When the news first came out that Charles Monnett, observer of the famous drowned polar bear, was under investigation by the Obama Administration, I cautioned that:
- If you read between the lines in the news articles, we really have no idea what is going on. The guy could have falsified his travel expense reports
- The likelihood that an Obama Administration agency would be trying to root out academic fraud at all, or that if they did so they would start here, seems absurd to me.
- There is no room for fraud because the study was, on its face, facile and useless. The authors basically extrapolated from a single data point. As I tell folks all the time, if you have only one data point, you can draw virtually any trend line you want through it. They had no evidence of what caused the bear deaths or if they were in any way typical or part of a trend — it was all pure speculation and crazy extrapolation. How could there be fraud when there was not any data here in the first place? The fraud was in the media, Al Gore, and ultimately the EPA treating this with any sort of gravitas.

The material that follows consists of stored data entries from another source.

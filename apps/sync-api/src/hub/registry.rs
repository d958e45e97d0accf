//! Live-connection registry keyed by user ID.
//!
//! Written from per-connection lifecycles (register on connect, unregister on
//! teardown) and read from the coordinator's broadcast path, so the map sits
//! behind a reader/writer lock rather than inside the coordinator.

use std::collections::HashMap;
use std::sync::atomic::{AtomicU64, Ordering};

use axum::extract::ws::Utf8Bytes;
use notably_common::UserId;
use parking_lot::RwLock;
use tokio::sync::mpsc;

/// Capacity of each connection's outbound frame queue.
pub const OUTBOUND_QUEUE_CAPACITY: usize = 256;

/// Distinguishes successive connections of the same user, so a superseded
/// connection's teardown can never evict its replacement.
pub type ConnId = u64;

/// Handle to one live connection's outbound queue.
#[derive(Clone)]
pub struct ConnectionHandle {
    pub conn_id: ConnId,
    tx: mpsc::Sender<Utf8Bytes>,
}

/// Outcome of a best-effort send to a user's outbound queue.
#[derive(Debug, Clone, Copy, PartialEq, Eq)]
pub enum SendOutcome {
    Delivered,
    /// The queue was full; the connection has been dropped from the registry.
    QueueFull,
    NotConnected,
}

pub struct ConnectionRegistry {
    connections: RwLock<HashMap<UserId, ConnectionHandle>>,
    next_conn_id: AtomicU64,
}

impl ConnectionRegistry {
    pub fn new() -> Self {
        Self {
            connections: RwLock::new(HashMap::new()),
            next_conn_id: AtomicU64::new(0),
        }
    }

    /// Insert or replace the entry for `user_id` and return the new
    /// connection's id.
    ///
    /// Replacing drops the old sender, which closes the superseded
    /// connection's outbound queue and terminates its write pump.
    pub fn register(&self, user_id: UserId, tx: mpsc::Sender<Utf8Bytes>) -> ConnId {
        let conn_id = self.next_conn_id.fetch_add(1, Ordering::Relaxed) + 1;
        let handle = ConnectionHandle { conn_id, tx };
        let previous = self.connections.write().insert(user_id, handle);
        if let Some(old) = previous {
            tracing::debug!(%user_id, old_conn_id = old.conn_id, conn_id, "superseding connection");
        }
        conn_id
    }

    /// Remove the entry, but only if it still belongs to `conn_id`.
    /// Idempotent; unregistering an absent or superseded connection is a no-op.
    pub fn unregister(&self, user_id: UserId, conn_id: ConnId) {
        let mut connections = self.connections.write();
        if connections
            .get(&user_id)
            .is_some_and(|handle| handle.conn_id == conn_id)
        {
            connections.remove(&user_id);
        }
    }

    /// The current connection for a user, if any.
    pub fn get(&self, user_id: UserId) -> Option<ConnectionHandle> {
        self.connections.read().get(&user_id).cloned()
    }

    /// Best-effort enqueue of one serialized frame.
    ///
    /// A full queue means the consumer is too slow to keep: the entry is
    /// removed (closing the queue, which ends the write pump) and the caller
    /// is told via `QueueFull`. Broadcast never blocks on a slow reader.
    pub fn send(&self, user_id: UserId, frame: Utf8Bytes) -> SendOutcome {
        let Some(handle) = self.get(user_id) else {
            return SendOutcome::NotConnected;
        };
        match handle.tx.try_send(frame) {
            Ok(()) => SendOutcome::Delivered,
            Err(mpsc::error::TrySendError::Full(_)) => {
                tracing::warn!(
                    %user_id,
                    conn_id = handle.conn_id,
                    "outbound queue full, dropping connection"
                );
                self.unregister(user_id, handle.conn_id);
                SendOutcome::QueueFull
            }
            Err(mpsc::error::TrySendError::Closed(_)) => {
                self.unregister(user_id, handle.conn_id);
                SendOutcome::NotConnected
            }
        }
    }

    pub fn contains(&self, user_id: UserId) -> bool {
        self.connections.read().contains_key(&user_id)
    }

    pub fn len(&self) -> usize {
        self.connections.read().len()
    }

    pub fn is_empty(&self) -> bool {
        self.connections.read().is_empty()
    }
}

impl Default for ConnectionRegistry {
    fn default() -> Self {
        Self::new()
    }
}
//! WebSocket upgrade endpoint and per-connection I/O pumps.

use std::time::Duration;

use axum::body::Bytes;
use axum::extract::ws::{Message, Utf8Bytes, WebSocket};
use axum::extract::{Query, State, WebSocketUpgrade};
use axum::response::IntoResponse;
use axum::routing::get;
use axum::Router;
use futures_util::stream::{SplitSink, SplitStream};
use futures_util::{SinkExt, StreamExt};
use notably_common::{ClientEvent, UserId};
use serde::Deserialize;
use tokio::sync::mpsc;
use tokio::time;

use crate::error::ApiError;
use crate::AppState;

use super::registry::{ConnId, OUTBOUND_QUEUE_CAPACITY};

/// Server-initiated keepalive ping interval.
const PING_INTERVAL: Duration = Duration::from_secs(54);

/// Inbound frames (pongs included) must arrive within this deadline.
const READ_DEADLINE: Duration = Duration::from_secs(60);

pub fn router() -> Router<AppState> {
    Router::new().route("/ws", get(ws_upgrade))
}

#[derive(Deserialize)]
struct WsQuery {
    user_id: Option<String>,
}

async fn ws_upgrade(
    ws: WebSocketUpgrade,
    Query(query): Query<WsQuery>,
    State(state): State<AppState>,
) -> Result<impl IntoResponse, ApiError> {
    // The identity is validated upstream; the hub only requires its presence.
    let raw = query
        .user_id
        .ok_or_else(|| ApiError::bad_request("user_id is required"))?;
    let user_id: UserId = raw
        .parse()
        .map_err(|_| ApiError::bad_request("invalid user_id"))?;

    Ok(ws.on_upgrade(move |socket| handle_connection(socket, state, user_id)))
}

async fn handle_connection(socket: WebSocket, state: AppState, user_id: UserId) {
    let (ws_tx, ws_rx) = socket.split();

    let (tx, rx) = mpsc::channel(OUTBOUND_QUEUE_CAPACITY);
    let conn_id = state.registry.register(user_id, tx);
    tracing::info!(%user_id, conn_id, "connection established");

    let write_task = tokio::spawn(write_pump(ws_tx, rx));

    read_pump(ws_rx, &state, user_id, conn_id).await;

    // Teardown: removing the registry entry drops the sender, which stops the
    // write pump; the coordinator then clears room membership.
    state.registry.unregister(user_id, conn_id);
    let _ = state.hub.disconnected(user_id, conn_id).await;
    let _ = write_task.await;

    tracing::info!(%user_id, conn_id, "connection closed");
}

/// Read inbound frames under the read deadline, decode them, and forward the
/// events to the coordinator. Returns when the transport errors, the client
/// closes, or the deadline is missed.
async fn read_pump(
    mut ws_rx: SplitStream<WebSocket>,
    state: &AppState,
    user_id: UserId,
    conn_id: ConnId,
) {
    loop {
        let frame = match time::timeout(READ_DEADLINE, ws_rx.next()).await {
            Ok(Some(Ok(frame))) => frame,
            Ok(Some(Err(e))) => {
                tracing::debug!(%user_id, conn_id, ?e, "ws read error");
                break;
            }
            Ok(None) => break,
            Err(_) => {
                tracing::debug!(%user_id, conn_id, "read deadline missed");
                break;
            }
        };

        match frame {
            Message::Text(text) => {
                let event: ClientEvent = match serde_json::from_str(&text) {
                    Ok(event) => event,
                    Err(e) => {
                        // Malformed messages are dropped; the connection
                        // stays open.
                        tracing::debug!(%user_id, %e, "dropping malformed message");
                        continue;
                    }
                };
                if state.hub.client_event(user_id, event).await.is_err() {
                    break;
                }
            }
            Message::Close(_) => break,
            // Any frame refreshes the deadline; pings are answered by the
            // transport layer.
            Message::Ping(_) | Message::Pong(_) | Message::Binary(_) => {}
        }
    }
}

/// Drain the outbound queue to the socket and emit keepalive pings. Returns
/// when the queue closes or a write fails.
async fn write_pump(
    mut ws_tx: SplitSink<WebSocket, Message>,
    mut outbound: mpsc::Receiver<Utf8Bytes>,
) {
    let mut ping = time::interval(PING_INTERVAL);
    ping.tick().await; // First tick fires immediately; skip it.

    loop {
        tokio::select! {
            frame = outbound.recv() => match frame {
                Some(frame) => {
                    if ws_tx.send(Message::Text(frame)).await.is_err() {
                        break;
                    }
                }
                None => {
                    // Queue closed: unregistered, superseded, or too slow.
                    let _ = ws_tx.send(Message::Close(None)).await;
                    break;
                }
            },
            _ = ping.tick() => {
                if ws_tx.send(Message::Ping(Bytes::new())).await.is_err() {
                    break;
                }
            }
        }
    }
}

As I expected, while the investigation looked into the polar bear study, the decision seems to have nothing to do with polar bears or academic fraud. The most-transparent-administration-ever seems to be upset that Monnett shared some emails that made the agency look bad. These are documents that, to my eye, appear to be public records that you or I should have been able to FOIA anyway had we known they existed. But despite all the Bush-bashing (of which I was an enthusiastic participant), Obama has been far more aggressive in punishing and prosecuting leakers. In fact, Monnett may be able to get himself a payday under whistle-blower statutes.